The Messel Fossil Pit: A world-class experience

FRANKFURT, GERMANY–Last year at this time I had the privilege of visiting the Middle Cambrian Burgess Shale on an expedition led by my friend Matthew James of Sonoma State University in California. It was an extraordinary opportunity to visit one of the most important fossil sites in history. Today our IBA field trip had a tour of another UN World Heritage fossil locality: the Messel Pit near Darmstadt, Germany. These Eocene oil shales were formed under very unusual conditions. They are maar deposits formed in a volcanic crater. Catastrophic releases of poisonous gases, the hypothesis goes, occasionally killed the surrounding fauna, causing many to tumble into the anoxic lake to be preserved in amazing detail. This is the home of Ida (Darwinius masillae), the controversial primate fossil now in Oslo (which I also saw last summer).

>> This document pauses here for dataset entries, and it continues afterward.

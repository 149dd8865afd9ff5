//! # Leave Request Repository
//!
//! ## Leave Lifecycle
//! ```text
//! insert() ──► pending ──approve()──► approved   (approved_by, approved_at)
//!                 │
//!                 └─────reject()───► rejected   (rejected_by, rejected_at,
//!                                                rejection_reason)
//! ```
//! Both transitions are guarded by `status = 'pending'` in the UPDATE, so
//! each request moves at most once.

use chrono::{DateTime, NaiveDate, Utc};
use sqlx::SqlitePool;
use tracing::debug;

use crate::error::DbResult;
use hisaab_core::LeaveRequest;

const SELECT_LEAVE: &str = r#"
    SELECT id, business_id, staff_id, leave_type, start_date, end_date, reason,
           status, requested_at, approved_by, approved_at, rejected_by, rejected_at,
           rejection_reason
    FROM leave_requests
"#;

/// Repository for leave requests.
#[derive(Debug, Clone)]
pub struct LeaveRepository {
    pool: SqlitePool,
}

impl LeaveRepository {
    pub fn new(pool: SqlitePool) -> Self {
        LeaveRepository { pool }
    }

    pub async fn insert(&self, request: &LeaveRequest) -> DbResult<()> {
        debug!(
            id = %request.id,
            staff_id = %request.staff_id,
            start = %request.start_date,
            end = %request.end_date,
            "Inserting leave request"
        );

        sqlx::query(
            r#"
            INSERT INTO leave_requests (
                id, business_id, staff_id, leave_type, start_date, end_date, reason,
                status, requested_at, approved_by, approved_at, rejected_by, rejected_at,
                rejection_reason
            ) VALUES (?1, ?2, ?3, ?4, ?5, ?6, ?7, ?8, ?9, ?10, ?11, ?12, ?13, ?14)
            "#,
        )
        .bind(&request.id)
        .bind(&request.business_id)
        .bind(&request.staff_id)
        .bind(request.leave_type)
        .bind(request.start_date)
        .bind(request.end_date)
        .bind(&request.reason)
        .bind(request.status)
        .bind(request.requested_at)
        .bind(&request.approved_by)
        .bind(request.approved_at)
        .bind(&request.rejected_by)
        .bind(request.rejected_at)
        .bind(&request.rejection_reason)
        .execute(&self.pool)
        .await?;

        Ok(())
    }

    pub async fn get_by_id(&self, id: &str) -> DbResult<Option<LeaveRequest>> {
        let request = sqlx::query_as::<_, LeaveRequest>(&format!("{} WHERE id = ?1", SELECT_LEAVE))
            .bind(id)
            .fetch_optional(&self.pool)
            .await?;

        Ok(request)
    }

    /// pending → approved. Returns false if the request was not pending.
    pub async fn approve(&self, id: &str, approver_id: &str, at: DateTime<Utc>) -> DbResult<bool> {
        let result = sqlx::query(
            r#"
            UPDATE leave_requests
            SET status = 'approved', approved_by = ?1, approved_at = ?2
            WHERE id = ?3 AND status = 'pending'
            "#,
        )
        .bind(approver_id)
        .bind(at)
        .bind(id)
        .execute(&self.pool)
        .await?;

        Ok(result.rows_affected() == 1)
    }

    /// pending → rejected, always writing the reason (possibly empty).
    pub async fn reject(
        &self,
        id: &str,
        rejecter_id: &str,
        reason: &str,
        at: DateTime<Utc>,
    ) -> DbResult<bool> {
        let result = sqlx::query(
            r#"
            UPDATE leave_requests
            SET status = 'rejected', rejected_by = ?1, rejected_at = ?2, rejection_reason = ?3
            WHERE id = ?4 AND status = 'pending'
            "#,
        )
        .bind(rejecter_id)
        .bind(at)
        .bind(reason)
        .bind(id)
        .execute(&self.pool)
        .await?;

        Ok(result.rows_affected() == 1)
    }

    /// Pending requests of a business, oldest first.
    pub async fn list_pending(&self, business_id: &str) -> DbResult<Vec<LeaveRequest>> {
        let requests = sqlx::query_as::<_, LeaveRequest>(&format!(
            "{} WHERE business_id = ?1 AND status = 'pending' ORDER BY requested_at, id",
            SELECT_LEAVE
        ))
        .bind(business_id)
        .fetch_all(&self.pool)
        .await?;

        Ok(requests)
    }

    /// A staff member's requests, newest first.
    pub async fn list_by_staff(&self, staff_id: &str) -> DbResult<Vec<LeaveRequest>> {
        let requests = sqlx::query_as::<_, LeaveRequest>(&format!(
            "{} WHERE staff_id = ?1 ORDER BY requested_at DESC, id",
            SELECT_LEAVE
        ))
        .bind(staff_id)
        .fetch_all(&self.pool)
        .await?;

        Ok(requests)
    }

    /// Every request of a business, newest first.
    pub async fn list_by_business(&self, business_id: &str) -> DbResult<Vec<LeaveRequest>> {
        let requests = sqlx::query_as::<_, LeaveRequest>(&format!(
            "{} WHERE business_id = ?1 ORDER BY requested_at DESC, id",
            SELECT_LEAVE
        ))
        .bind(business_id)
        .fetch_all(&self.pool)
        .await?;

        Ok(requests)
    }

    /// Approved requests overlapping `first..=last`.
    pub async fn list_approved_overlapping(
        &self,
        business_id: &str,
        first: NaiveDate,
        last: NaiveDate,
    ) -> DbResult<Vec<LeaveRequest>> {
        let requests = sqlx::query_as::<_, LeaveRequest>(&format!(
            r#"{} WHERE business_id = ?1 AND status = 'approved'
                  AND start_date <= ?3 AND end_date >= ?2
                ORDER BY start_date, id"#,
            SELECT_LEAVE
        ))
        .bind(business_id)
        .bind(first)
        .bind(last)
        .fetch_all(&self.pool)
        .await?;

        Ok(requests)
    }
}

// =============================================================================
// Unit Tests
// =============================================================================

Our field party was taken down into the center of the maar to an excavation site run by the Senckenberg Museum in Frankfurt. There we watched a team of paleontologists excavate blocks of the shale and examine them for fossils.

Paleontologists extracting large blocks of Messel oil shale to examine for fossils.

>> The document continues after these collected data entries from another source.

//! Embedded schema migrations.
//!
//! ```text
//! migrations/sqlite/
//! └── 001_initial_schema.sql   businesses, staff_requests, attendance_settings,
//!                              shifts, attendance_records, leave_requests,
//!                              notifications
//! ```
//!
//! Applied migrations are never edited; schema changes go in a new
//! `NNN_description.sql`.

use sqlx::SqlitePool;
use tracing::{debug, info};

use crate::error::DbResult;

static MIGRATOR: sqlx::migrate::Migrator = sqlx::migrate!("../../migrations/sqlite");

/// Applies pending migrations in filename order. Idempotent.
pub async fn run_migrations(pool: &SqlitePool) -> DbResult<()> {
    debug!(known = MIGRATOR.migrations.len(), "Applying schema migrations");
    MIGRATOR.run(pool).await?;
    info!("Schema up to date");
    Ok(())
}

/// `(known, applied)` migration counts.
pub async fn migration_status(pool: &SqlitePool) -> DbResult<(usize, usize)> {
    let applied: i64 = sqlx::query_scalar("SELECT COUNT(*) FROM _sqlx_migrations WHERE success = 1")
        .fetch_one(pool)
        .await?;

    Ok((MIGRATOR.migrations.len(), usize::try_from(applied).unwrap_or(0)))
}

Close-up of the Messel Shale. It contains about 40% water in outcrop, and so dries quickly in the sun. Fossils must be kept wet until preserved by various chemicals.

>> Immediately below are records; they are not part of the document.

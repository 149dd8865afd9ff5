//! # Attendance Ledger
//!
//! The daily check-in / check-out state machine.
//!
//! ## States per (business, staff, local date)
//! ```text
//! ┌─────────────────────────────────────────────────────────────────────────┐
//! │                                                                         │
//! │   ┌──────────┐  check_in()   ┌───────────┐  check_out()  ┌────────────┐ │
//! │   │ NoRecord │──────────────►│ CheckedIn │──────────────►│ CheckedOut │ │
//! │   └──────────┘               └───────────┘               └────────────┘ │
//! │        │                          │                            │        │
//! │        │ check_out()              │ check_in()                 │ any    │
//! │        ▼                          ▼                            ▼        │
//! │   NoCheckInFound            AlreadyCheckedIn      AlreadyCheckedIn /    │
//! │                                                   AlreadyCheckedOut     │
//! └─────────────────────────────────────────────────────────────────────────┘
//! ```
//!
//! ## One Record per Day
//! Writes for a business are serialised through a per-business async lock,
//! and `attendance_records` carries `UNIQUE (business_id, staff_id, date)`.
//! A second check-in that slips past the read still loses at the index and
//! is reported as `AlreadyCheckedIn`.
//!
//! ## Local Day
//! `date` is the calendar day of the check-in instant in the configured
//! business offset; check-out looks up the record of the current local day.

use std::collections::HashMap;
use std::sync::{Arc, Mutex};

use chrono::{FixedOffset, NaiveDate};
use tokio::sync::OwnedMutexGuard;
use tracing::{debug, info};
use uuid::Uuid;

use hisaab_core::analytics::ReportPeriod;
use hisaab_core::shift::{format_duration, overtime_minutes, worked_minutes, working_hours};
use hisaab_core::validation::validate_staff_id;
use hisaab_core::{
    AttendanceRecord, AttendanceState, AttendanceStatus, Coordinates, CoreError,
    NotificationKind, WorkLocation,
};
use hisaab_db::{AttendanceRepository, Database};

use crate::clock::Clock;
use crate::error::{AttendanceError, AttendanceResult};
use crate::notify::Notifier;
use crate::registry::BusinessRegistry;
use crate::shifts::ShiftCatalog;

type BusinessLocks = Mutex<HashMap<String, Arc<tokio::sync::Mutex<()>>>>;

#[derive(Clone)]
pub struct AttendanceLedger {
    registry: BusinessRegistry,
    catalog: ShiftCatalog,
    attendance: AttendanceRepository,
    clock: Arc<dyn Clock>,
    notifier: Notifier,
    offset: FixedOffset,
    locks: Arc<BusinessLocks>,
}

impl AttendanceLedger {
    pub fn new(
        db: &Database,
        registry: BusinessRegistry,
        catalog: ShiftCatalog,
        clock: Arc<dyn Clock>,
        notifier: Notifier,
        offset: FixedOffset,
    ) -> Self {
        AttendanceLedger {
            registry,
            catalog,
            attendance: db.attendance(),
            clock,
            notifier,
            offset,
            locks: Arc::new(Mutex::new(HashMap::new())),
        }
    }

    /// Today's date in the business offset.
    pub fn today(&self) -> NaiveDate {
        self.clock.today(self.offset)
    }

    async fn lock_business(&self, business_id: &str) -> OwnedMutexGuard<()> {
        let lock = {
            let mut locks = self.locks.lock().unwrap_or_else(|e| e.into_inner());
            locks
                .entry(business_id.to_string())
                .or_insert_with(|| Arc::new(tokio::sync::Mutex::new(())))
                .clone()
        };
        lock.lock_owned().await
    }

    // =========================================================================
    // Transitions
    // =========================================================================

    /// Opens today's record for a staff member.
    ///
    /// ## Errors
    /// - `InvalidBusiness` if the business id does not resolve
    /// - `AlreadyCheckedIn` if a record exists for today
    pub async fn check_in(
        &self,
        business_id: &str,
        staff_id: &str,
        work_location: WorkLocation,
        coordinates: Option<Coordinates>,
    ) -> AttendanceResult<AttendanceRecord> {
        validate_staff_id(staff_id)?;
        let business = self.registry.require(business_id).await?;

        let now = self.clock.now();
        let local = now.with_timezone(&self.offset);
        let date = local.date_naive();

        let _guard = self.lock_business(&business.id).await;

        if self
            .attendance
            .get_for_day(&business.id, staff_id, date)
            .await?
            .is_some()
        {
            return Err(already_checked_in(staff_id, date));
        }

        let resolved = self.catalog.resolve(&business.id, date).await?;
        let classification = resolved.classify(local.time());

        let record = AttendanceRecord {
            id: Uuid::new_v4().to_string(),
            business_id: business.id.clone(),
            staff_id: staff_id.to_string(),
            date,
            check_in_time: Some(now),
            check_out_time: None,
            work_location,
            coordinates,
            status: AttendanceStatus::Present,
            is_late: classification.is_late,
            working_hours: None,
            notes: None,
            created_at: now,
            updated_at: now,
        };

        match self.attendance.insert(&record).await {
            Ok(()) => {}
            Err(e) if e.is_unique_violation() => return Err(already_checked_in(staff_id, date)),
            Err(e) => return Err(e.into()),
        }

        info!(
            business_id = %record.business_id,
            staff_id = %record.staff_id,
            date = %date,
            is_late = record.is_late,
            minutes_after_start = classification.minutes_after_start,
            shift = resolved.shift.as_ref().map(|s| s.name.as_str()).unwrap_or("default"),
            "Staff checked in"
        );

        self.notifier.to_owner(
            &record.business_id,
            NotificationKind::StaffCheckin,
            "Staff Check-in",
            format!(
                "{} checked in at {}{}",
                staff_id,
                local.format("%H:%M"),
                if record.is_late { " (late)" } else { "" }
            ),
            serde_json::json!({
                "staffId": record.staff_id,
                "attendanceId": record.id,
                "checkInTime": now,
                "isLate": record.is_late,
                "workLocation": record.work_location,
            }),
        );

        Ok(record)
    }

    /// Closes today's record for a staff member.
    ///
    /// ## Errors
    /// - `InvalidBusiness` if the business id does not resolve
    /// - `NoCheckInFound` if there is no check-in today
    /// - `AlreadyCheckedOut` if today's record is closed
    /// - `CheckOutNotAfterCheckIn` if the clock has not moved past check-in
    pub async fn check_out(
        &self,
        business_id: &str,
        staff_id: &str,
    ) -> AttendanceResult<AttendanceRecord> {
        validate_staff_id(staff_id)?;
        let business = self.registry.require(business_id).await?;

        let now = self.clock.now();
        let date = now.with_timezone(&self.offset).date_naive();

        let _guard = self.lock_business(&business.id).await;

        let record = self
            .attendance
            .get_for_day(&business.id, staff_id, date)
            .await?;

        let record = record.ok_or_else(|| no_check_in(staff_id, date))?;
        let check_in = match (record.check_in_time, record.check_out_time) {
            (_, Some(_)) => return Err(already_checked_out(staff_id, date)),
            (None, None) => return Err(no_check_in(staff_id, date)),
            (Some(at), None) => at,
        };

        if now <= check_in {
            return Err(CoreError::CheckOutNotAfterCheckIn.into());
        }

        let minutes = worked_minutes(check_in, now);
        let hours = working_hours(check_in, now);
        let settings = self.catalog.settings(&business.id).await?;
        let overtime = overtime_minutes(minutes, settings.overtime_threshold_minutes);

        if !self.attendance.record_check_out(&record.id, now, hours).await? {
            return Err(already_checked_out(staff_id, date));
        }

        let record = AttendanceRecord {
            check_out_time: Some(now),
            working_hours: Some(hours),
            updated_at: now,
            ..record
        };

        info!(
            business_id = %record.business_id,
            staff_id = %record.staff_id,
            date = %date,
            worked_minutes = minutes,
            overtime_minutes = overtime,
            "Staff checked out"
        );

        self.notifier.to_owner(
            &record.business_id,
            NotificationKind::StaffCheckout,
            "Staff Check-out",
            format!(
                "{} checked out after {}",
                staff_id,
                format_duration(minutes)
            ),
            serde_json::json!({
                "staffId": record.staff_id,
                "attendanceId": record.id,
                "checkOutTime": now,
                "workingHours": hours,
                "overtimeMinutes": overtime,
            }),
        );

        Ok(record)
    }

    // =========================================================================
    // Queries
    // =========================================================================

    /// Records with `start <= date <= end`, ordered by date then staff.
    pub async fn get_by_date_range(
        &self,
        business_id: &str,
        start: NaiveDate,
        end: NaiveDate,
    ) -> AttendanceResult<Vec<AttendanceRecord>> {
        debug!(business_id = %business_id, %start, %end, "Loading attendance range");
        Ok(self
            .attendance
            .list_by_date_range(business_id, start, end)
            .await?)
    }

    pub async fn get_today_for(
        &self,
        business_id: &str,
        staff_id: &str,
    ) -> AttendanceResult<Option<AttendanceRecord>> {
        Ok(self
            .attendance
            .get_for_day(business_id, staff_id, self.today())
            .await?)
    }

    pub async fn state_today(
        &self,
        business_id: &str,
        staff_id: &str,
    ) -> AttendanceResult<AttendanceState> {
        let record = self.get_today_for(business_id, staff_id).await?;
        Ok(AttendanceState::of(record.as_ref()))
    }

    pub async fn today_for_business(&self, business_id: &str) -> AttendanceResult<Vec<AttendanceRecord>> {
        let today = self.today();
        self.get_by_date_range(business_id, today, today).await
    }

    /// Every record of one calendar month.
    pub async fn monthly(
        &self,
        business_id: &str,
        year: i32,
        month: u32,
    ) -> AttendanceResult<Vec<AttendanceRecord>> {
        let period = ReportPeriod::new(year, month)?;
        self.get_by_date_range(business_id, period.first_day(), period.last_day())
            .await
    }

    /// A staff member's history, newest day first.
    pub async fn records_for_staff(&self, staff_id: &str) -> AttendanceResult<Vec<AttendanceRecord>> {
        Ok(self.attendance.list_by_staff(staff_id).await?)
    }
}

fn already_checked_in(staff_id: &str, date: NaiveDate) -> AttendanceError {
    CoreError::AlreadyCheckedIn {
        staff_id: staff_id.to_string(),
        date: date.to_string(),
    }
    .into()
}

fn already_checked_out(staff_id: &str, date: NaiveDate) -> AttendanceError {
    CoreError::AlreadyCheckedOut {
        staff_id: staff_id.to_string(),
        date: date.to_string(),
    }
    .into()
}

fn no_check_in(staff_id: &str, date: NaiveDate) -> AttendanceError {
    CoreError::NoCheckInFound {
        staff_id: staff_id.to_string(),
        date: date.to_string(),
    }
    .into()
}

// =============================================================================
// Unit Tests
// =============================================================================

One of the paleontologists splitting Messel Shale with a large knife. The waste pile of examined pieces is behind her. Note the spray bottle of water beside her chair. The fossils must be kept from drying out until they are preserved.

Bits of an Eocene bird found in the Messel Shale while we were visiting.

An artesian well in the center of the Messel structure made when geologists drilled over 400 meters into the shales below. Yes, the tradition is to drink a glass of the water! (And I did.)

An outcrop of the Messel Oil Shale near the eastern side of the pit.

With this memorable paleontological experience our International Bryozoology Association field trip ended. I am grateful to Priska Schäfer of Kiel University for the fantastic (and complicated) organization and leadership. My teaching and research has been greatly enhanced, and I made wonderful new friends as well.

About Mark Wilson

Mark Wilson is an emeritus Professor of Geology at The College of Wooster. He specializes in invertebrate paleontology, carbonate sedimentology, and stratigraphy. He also is an expert on pseudoscience, especially creationism.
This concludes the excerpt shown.